День прошел, второй, третий... Шумела листва над головой, и все стучали топоры, а на четвертый день Илейка опять очнулся. Он знал, что теперь сознание не покинет его. Слабость была во всем теле. Подошел Добрыня, сел на корточки. Он был без рубашки, волосы его стягивал плетеный ремешок, делал его не похожим на себя, будто какой-то умелец златокузнец сидел перед Муромцем. Да и лицо — медно-красное от солнца. Добром светятся его глаза.
— Живой, Илья? — спросил. — Совсем из хлеба выбился...

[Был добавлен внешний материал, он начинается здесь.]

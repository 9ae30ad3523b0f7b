// src/components/mod.rs
//! Plain data attached to entities. One file per component type.

pub mod checkpoint;
pub mod energy;
pub mod game_state;
pub mod line_segment;
pub mod position;
pub mod progress;
pub mod race;
pub mod track;
pub mod velocity;

pub use checkpoint::Checkpoint;
pub use energy::{Energy, EnergyAmount};
pub use game_state::GameCounters;
pub use line_segment::LineSegment;
pub use position::Position2D;
pub use progress::PlayerProgress;
pub use race::{RaceState, RaceStatus};
pub use track::Track;
pub use velocity::Velocity2D;

use crate::ecs::World;

/// Creates every table the game writes to. Safe to call more than once.
pub fn register_all(world: &mut World) {
    world.register_component::<GameCounters>();
    world.register_component::<RaceState>();
    world.register_component::<Position2D>();
    world.register_component::<Velocity2D>();
    world.register_component::<Energy>();
    world.register_component::<PlayerProgress>();
    world.register_component::<LineSegment>();
    world.register_component::<Checkpoint>();
    world.register_component::<Track>();
}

Илейка кивнул, он мог бы говорить, но ему было лень. Какая-то истома разлилась по всему телу:
— Все сны за всю жизнь пересмотрел,— только и сказал.
— Добро! Я верил, Илейка, что выдержишь ты, хоть жгло тебя жаром. А теперь вижу — на поправку пошел, да и рану затянуло. Значит, скоро на ноги встанешь.
— Но на ноги Илейка встал не скоро. Прошло ещё десять дней, прежде чем он смог подняться, опираясь на плечи товарищей. Шел, исхудалый, с глубоко запавшими глазами, счастливый тем, что все его существо властно требовало жизни, набиралось сил. Храбры вывели Илейку к берегу; он глубоко вздохнул, расправил плечи. Прямо перед ним, на крутых обрывах, стоял крепкий дубовый частокол из заостренных бревен. Он тянулся на целое стрелище. Илейке показалось: зубы неведомого великана, желтые острые зубы, оскалены в сторону Дикой степи.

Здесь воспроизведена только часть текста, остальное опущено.